_RECORDS SHOWN_:
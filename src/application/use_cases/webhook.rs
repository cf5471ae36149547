use std::collections::HashMap;
use std::future::Future;
use std::sync::{Arc, PoisonError, RwLock};

use async_trait::async_trait;
use chrono::Utc;
use tracing::instrument;

use crate::{
    app_error::{AppError, AppResult},
    application::ports::{event_verifier::EventVerifier, store::Store},
    domain::entities::{
        customer::Customer,
        event::ProviderEvent,
        invoice::Invoice,
        payment_method::PaymentMethod,
        resource::{ProviderObject, ProviderObjectError, Resource},
        subscription::Subscription,
    },
};

// ============================================================================
// Handlers
// ============================================================================

#[async_trait]
pub trait EventHandler: Send + Sync {
    async fn handle(&self, event: &ProviderEvent) -> AppResult<()>;
}

#[async_trait]
impl<F, Fut> EventHandler for F
where
    F: Fn(ProviderEvent) -> Fut + Send + Sync,
    Fut: Future<Output = AppResult<()>> + Send,
{
    async fn handle(&self, event: &ProviderEvent) -> AppResult<()> {
        (self)(event.clone()).await
    }
}

type HandlerMap = HashMap<String, Arc<dyn EventHandler>>;

#[derive(Debug, Clone, Copy, PartialEq, Eq)]
pub enum DispatchOutcome {
    /// A handler ran and succeeded.
    Dispatched,
    /// First delivery, but nothing is registered for the event type.
    NoHandler,
    /// Seen before; not dispatched again.
    Duplicate,
}

// ============================================================================
// Dispatcher
// ============================================================================

/// Verifies pushed events, drops redeliveries and routes the rest by type.
///
/// Dispatch works on a snapshot of the handler map, so a slow handler never
/// blocks registration or other dispatches.
pub struct WebhookDispatcher {
    verifier: Arc<dyn EventVerifier>,
    store: Arc<dyn Store>,
    handlers: RwLock<Arc<HandlerMap>>,
}

impl WebhookDispatcher {
    pub fn new(verifier: Arc<dyn EventVerifier>, store: Arc<dyn Store>) -> Self {
        Self {
            verifier,
            store,
            handlers: RwLock::new(Arc::new(HashMap::new())),
        }
    }

    /// Register `handler` for `event_type`, replacing any previous one.
    pub fn handle<H>(&self, event_type: &str, handler: H)
    where
        H: EventHandler + 'static,
    {
        let mut handlers = self.handlers.write().unwrap_or_else(PoisonError::into_inner);
        let mut next = HandlerMap::clone(&handlers);
        next.insert(event_type.to_string(), Arc::new(handler));
        *handlers = Arc::new(next);
    }

    fn handler_for(&self, event_type: &str) -> Option<Arc<dyn EventHandler>> {
        let snapshot = self
            .handlers
            .read()
            .unwrap_or_else(PoisonError::into_inner)
            .clone();
        snapshot.get(event_type).cloned()
    }

    /// Verify a raw delivery and dispatch it.
    pub async fn receive(&self, payload: &[u8], signature: &str) -> AppResult<DispatchOutcome> {
        let event = self.verifier.verify(payload, signature)?;
        self.dispatch(event).await
    }

    /// Log the event id and run the registered handler on first sight.
    ///
    /// A handler error is reported as `Internal`; the event stays logged, so
    /// a redelivery is answered as a duplicate.
    #[instrument(skip(self, event), fields(event_id = %event.id, event_type = %event.event_type))]
    pub async fn dispatch(&self, event: ProviderEvent) -> AppResult<DispatchOutcome> {
        match self.store.log_event(&event.id).await {
            Ok(()) => {}
            Err(AppError::DuplicateEvent) => {
                tracing::debug!("Duplicate event, not dispatching");
                return Ok(DispatchOutcome::Duplicate);
            }
            Err(err) => return Err(err),
        }

        let Some(handler) = self.handler_for(&event.event_type) else {
            tracing::debug!("No handler registered");
            return Ok(DispatchOutcome::NoHandler);
        };

        handler.handle(&event).await.map_err(|err| {
            tracing::error!(error = %err, "Event handler failed");
            AppError::Internal(format!(
                "handler for {} failed: {}",
                event.event_type, err
            ))
        })?;
        Ok(DispatchOutcome::Dispatched)
    }
}

// ============================================================================
// Store sync
// ============================================================================

#[derive(Debug, Clone, Copy, PartialEq, Eq)]
pub enum SyncMode {
    Upsert,
    Remove,
}

/// Mirrors the event's object into the store, keeping locally owned fields.
pub struct StoreSyncHandler {
    store: Arc<dyn Store>,
    mode: SyncMode,
}

impl StoreSyncHandler {
    pub fn new(store: Arc<dyn Store>, mode: SyncMode) -> Self {
        Self { store, mode }
    }

    async fn upsert(&self, object: ProviderObject) -> AppResult<()> {
        match object {
            ProviderObject::Customer(attrs) => {
                let customer = match self.store.customer_by_id(&attrs.id).await? {
                    Some(mut existing) => {
                        existing.refresh(attrs);
                        existing
                    }
                    None => Customer::new(attrs),
                };
                self.store.put(Resource::from(&customer)).await
            }
            ProviderObject::Invoice(attrs) => {
                let invoice = Invoice::new(attrs).with_updated_at(Utc::now());
                self.store.put(Resource::from(&invoice)).await
            }
            ProviderObject::PaymentMethod(attrs) => {
                if attrs.customer.is_none() {
                    tracing::debug!(payment_method_id = %attrs.id, "Skipping payment method without customer");
                    return Ok(());
                }
                let is_default = self
                    .store
                    .payment_method_by_id(&attrs.id)
                    .await?
                    .is_some_and(|pm| pm.is_default());
                let pm = PaymentMethod::new(attrs).with_default(is_default);
                self.store.put(Resource::from(&pm)).await
            }
            ProviderObject::Subscription(attrs) => {
                let subscription = Subscription::from_attributes(attrs);
                self.store.put(Resource::from(&subscription)).await
            }
        }
    }

    async fn remove(&self, object: ProviderObject) -> AppResult<()> {
        match object {
            ProviderObject::Customer(attrs) => {
                self.store.remove(Resource::from(&Customer::new(attrs))).await
            }
            ProviderObject::Invoice(attrs) => {
                self.store.remove(Resource::from(&Invoice::new(attrs))).await
            }
            ProviderObject::PaymentMethod(attrs) => {
                self.store
                    .remove(Resource::from(&PaymentMethod::new(attrs)))
                    .await
            }
            ProviderObject::Subscription(attrs) => {
                self.store
                    .remove(Resource::from(&Subscription::from_attributes(attrs)))
                    .await
            }
        }
    }
}

impl From<ProviderObjectError> for AppError {
    fn from(err: ProviderObjectError) -> Self {
        match err {
            ProviderObjectError::UnknownKind(kind) => AppError::UnknownResource(kind),
            malformed @ ProviderObjectError::Malformed { .. } => {
                AppError::InvalidInput(malformed.to_string())
            }
        }
    }
}

#[async_trait]
impl EventHandler for StoreSyncHandler {
    async fn handle(&self, event: &ProviderEvent) -> AppResult<()> {
        let object = ProviderObject::from_value(event.object().clone())?;
        tracing::debug!(object_id = %object.id(), mode = ?self.mode, "Syncing event object");
        match self.mode {
            SyncMode::Upsert => self.upsert(object).await,
            SyncMode::Remove => self.remove(object).await,
        }
    }
}

/// Event types mirrored into the store by default.
pub const UPSERT_EVENTS: &[&str] = &[
    "customer.updated",
    "customer.subscription.created",
    "customer.subscription.updated",
    "customer.subscription.deleted",
    "invoice.created",
    "invoice.finalized",
    "invoice.updated",
    "invoice.paid",
    "invoice.payment_succeeded",
    "invoice.payment_failed",
    "invoice.voided",
    "invoice.marked_uncollectible",
    "payment_method.updated",
    "payment_method.automatically_updated",
];

pub const REMOVE_EVENTS: &[&str] = &["customer.deleted", "payment_method.detached"];

/// Register the store sync handlers on `dispatcher`.
pub fn register_store_sync(dispatcher: &WebhookDispatcher, store: Arc<dyn Store>) {
    for event_type in UPSERT_EVENTS {
        dispatcher.handle(
            event_type,
            StoreSyncHandler::new(store.clone(), SyncMode::Upsert),
        );
    }
    for event_type in REMOVE_EVENTS {
        dispatcher.handle(
            event_type,
            StoreSyncHandler::new(store.clone(), SyncMode::Remove),
        );
    }
}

_EXERCISE AIM_: Return the material exactly. Leave out no line.

_ANSWER TO THIS PROBLEM_:
filename src/application/use_cases/webhook.rs
repository cf5471ae36149547
use std::collections::HashMap;
use std::future::Future;
use std::sync::{Arc, PoisonError, RwLock};

use async_trait::async_trait;
use chrono::Utc;
use tracing::instrument;

use crate::{
    app_error::{AppError, AppResult},
    application::ports::{event_verifier::EventVerifier, store::Store},
    domain::entities::{
        customer::Customer,
        event::ProviderEvent,
        invoice::Invoice,
        payment_method::PaymentMethod,
        resource::{ProviderObject, ProviderObjectError, Resource},
        subscription::Subscription,
    },
};

// ============================================================================
// Handlers
// ============================================================================

#[async_trait]
pub trait EventHandler: Send + Sync {
    async fn handle(&self, event: &ProviderEvent) -> AppResult<()>;
}

#[async_trait]
impl<F, Fut> EventHandler for F
where
    F: Fn(ProviderEvent) -> Fut + Send + Sync,
    Fut: Future<Output = AppResult<()>> + Send,
{
    async fn handle(&self, event: &ProviderEvent) -> AppResult<()> {
        (self)(event.clone()).await
    }
}

type HandlerMap = HashMap<String, Arc<dyn EventHandler>>;

#[derive(Debug, Clone, Copy, PartialEq, Eq)]
pub enum DispatchOutcome {
    /// A handler ran and succeeded.
    Dispatched,
    /// First delivery, but nothing is registered for the event type.
    NoHandler,
    /// Seen before; not dispatched again.
    Duplicate,
}

// ============================================================================
// Dispatcher
// ============================================================================

/// Verifies pushed events, drops redeliveries and routes the rest by type.
///
/// Dispatch works on a snapshot of the handler map, so a slow handler never
/// blocks registration or other dispatches.
pub struct WebhookDispatcher {
    verifier: Arc<dyn EventVerifier>,
    store: Arc<dyn Store>,
    handlers: RwLock<Arc<HandlerMap>>,
}

impl WebhookDispatcher {
    pub fn new(verifier: Arc<dyn EventVerifier>, store: Arc<dyn Store>) -> Self {
        Self {
            verifier,
            store,
            handlers: RwLock::new(Arc::new(HashMap::new())),
        }
    }

    /// Register `handler` for `event_type`, replacing any previous one.
    pub fn handle<H>(&self, event_type: &str, handler: H)
    where
        H: EventHandler + 'static,
    {
        let mut handlers = self.handlers.write().unwrap_or_else(PoisonError::into_inner);
        let mut next = HandlerMap::clone(&handlers);
        next.insert(event_type.to_string(), Arc::new(handler));
        *handlers = Arc::new(next);
    }

    fn handler_for(&self, event_type: &str) -> Option<Arc<dyn EventHandler>> {
        let snapshot = self
            .handlers
            .read()
            .unwrap_or_else(PoisonError::into_inner)
            .clone();
        snapshot.get(event_type).cloned()
    }

    /// Verify a raw delivery and dispatch it.
    pub async fn receive(&self, payload: &[u8], signature: &str) -> AppResult<DispatchOutcome> {
        let event = self.verifier.verify(payload, signature)?;
        self.dispatch(event).await
    }

    /// Log the event id and run the registered handler on first sight.
    ///
    /// A handler error is reported as `Internal`; the event stays logged, so
    /// a redelivery is answered as a duplicate.
    #[instrument(skip(self, event), fields(event_id = %event.id, event_type = %event.event_type))]
    pub async fn dispatch(&self, event: ProviderEvent) -> AppResult<DispatchOutcome> {
        match self.store.log_event(&event.id).await {
            Ok(()) => {}
            Err(AppError::DuplicateEvent) => {
                tracing::debug!("Duplicate event, not dispatching");
                return Ok(DispatchOutcome::Duplicate);
            }
            Err(err) => return Err(err),
        }

        let Some(handler) = self.handler_for(&event.event_type) else {
            tracing::debug!("No handler registered");
            return Ok(DispatchOutcome::NoHandler);
        };

        handler.handle(&event).await.map_err(|err| {
            tracing::error!(error = %err, "Event handler failed");
            AppError::Internal(format!(
                "handler for {} failed: {}",
                event.event_type, err
            ))
        })?;
        Ok(DispatchOutcome::Dispatched)
    }
}

// ============================================================================
// Store sync
// ============================================================================

#[derive(Debug, Clone, Copy, PartialEq, Eq)]
pub enum SyncMode {
    Upsert,
    Remove,
}

/// Mirrors the event's object into the store, keeping locally owned fields.
pub struct StoreSyncHandler {
    store: Arc<dyn Store>,
    mode: SyncMode,
}

impl StoreSyncHandler {
    pub fn new(store: Arc<dyn Store>, mode: SyncMode) -> Self {
        Self { store, mode }
    }

    async fn upsert(&self, object: ProviderObject) -> AppResult<()> {
        match object {
            ProviderObject::Customer(attrs) => {
                let customer = match self.store.customer_by_id(&attrs.id).await? {
                    Some(mut existing) => {
                        existing.refresh(attrs);
                        existing
                    }
                    None => Customer::new(attrs),
                };
                self.store.put(Resource::from(&customer)).await
            }
            ProviderObject::Invoice(attrs) => {
                let invoice = Invoice::new(attrs).with_updated_at(Utc::now());
                self.store.put(Resource::from(&invoice)).await
            }
            ProviderObject::PaymentMethod(attrs) => {
                if attrs.customer.is_none() {
                    tracing::debug!(payment_method_id = %attrs.id, "Skipping payment method without customer");
                    return Ok(());
                }
                let is_default = self
                    .store
                    .payment_method_by_id(&attrs.id)
                    .await?
                    .is_some_and(|pm| pm.is_default());
                let pm = PaymentMethod::new(attrs).with_default(is_default);
                self.store.put(Resource::from(&pm)).await
            }
            ProviderObject::Subscription(attrs) => {
                let subscription = Subscription::from_attributes(attrs);
                self.store.put(Resource::from(&subscription)).await
            }
        }
    }

    async fn remove(&self, object: ProviderObject) -> AppResult<()> {
        match object {
            ProviderObject::Customer(attrs) => {
                self.store.remove(Resource::from(&Customer::new(attrs))).await
            }
            ProviderObject::Invoice(attrs) => {
                self.store.remove(Resource::from(&Invoice::new(attrs))).await
            }
            ProviderObject::PaymentMethod(attrs) => {
                self.store
                    .remove(Resource::from(&PaymentMethod::new(attrs)))
                    .await
            }
            ProviderObject::Subscription(attrs) => {
                self.store
                    .remove(Resource::from(&Subscription::from_attributes(attrs)))
                    .await
            }
        }
    }
}

impl From<ProviderObjectError> for AppError {
    fn from(err: ProviderObjectError) -> Self {
        match err {
            ProviderObjectError::UnknownKind(kind) => AppError::UnknownResource(kind),
            malformed @ ProviderObjectError::Malformed { .. } => {
                AppError::InvalidInput(malformed.to_string())
            }
        }
    }
}

#[async_trait]
impl EventHandler for StoreSyncHandler {
    async fn handle(&self, event: &ProviderEvent) -> AppResult<()> {
        let object = ProviderObject::from_value(event.object().clone())?;
        tracing::debug!(object_id = %object.id(), mode = ?self.mode, "Syncing event object");
        match self.mode {
            SyncMode::Upsert => self.upsert(object).await,
            SyncMode::Remove => self.remove(object).await,
        }
    }
}

/// Event types mirrored into the store by default.
pub const UPSERT_EVENTS: &[&str] = &[
    "customer.updated",
    "customer.subscription.created",
    "customer.subscription.updated",
    "customer.subscription.deleted",
    "invoice.created",
    "invoice.finalized",
    "invoice.updated",
    "invoice.paid",
    "invoice.payment_succeeded",
    "invoice.payment_failed",
    "invoice.voided",
    "invoice.marked_uncollectible",
    "payment_method.updated",
    "payment_method.automatically_updated",
];

pub const REMOVE_EVENTS: &[&str] = &["customer.deleted", "payment_method.detached"];

/// Register the store sync handlers on `dispatcher`.
pub fn register_store_sync(dispatcher: &WebhookDispatcher, store: Arc<dyn Store>) {
    for event_type in UPSERT_EVENTS {
        dispatcher.handle(
            event_type,
            StoreSyncHandler::new(store.clone(), SyncMode::Upsert),
        );
    }
    for event_type in REMOVE_EVENTS {
        dispatcher.handle(
            event_type,
            StoreSyncHandler::new(store.clone(), SyncMode::Remove),
        );
    }
}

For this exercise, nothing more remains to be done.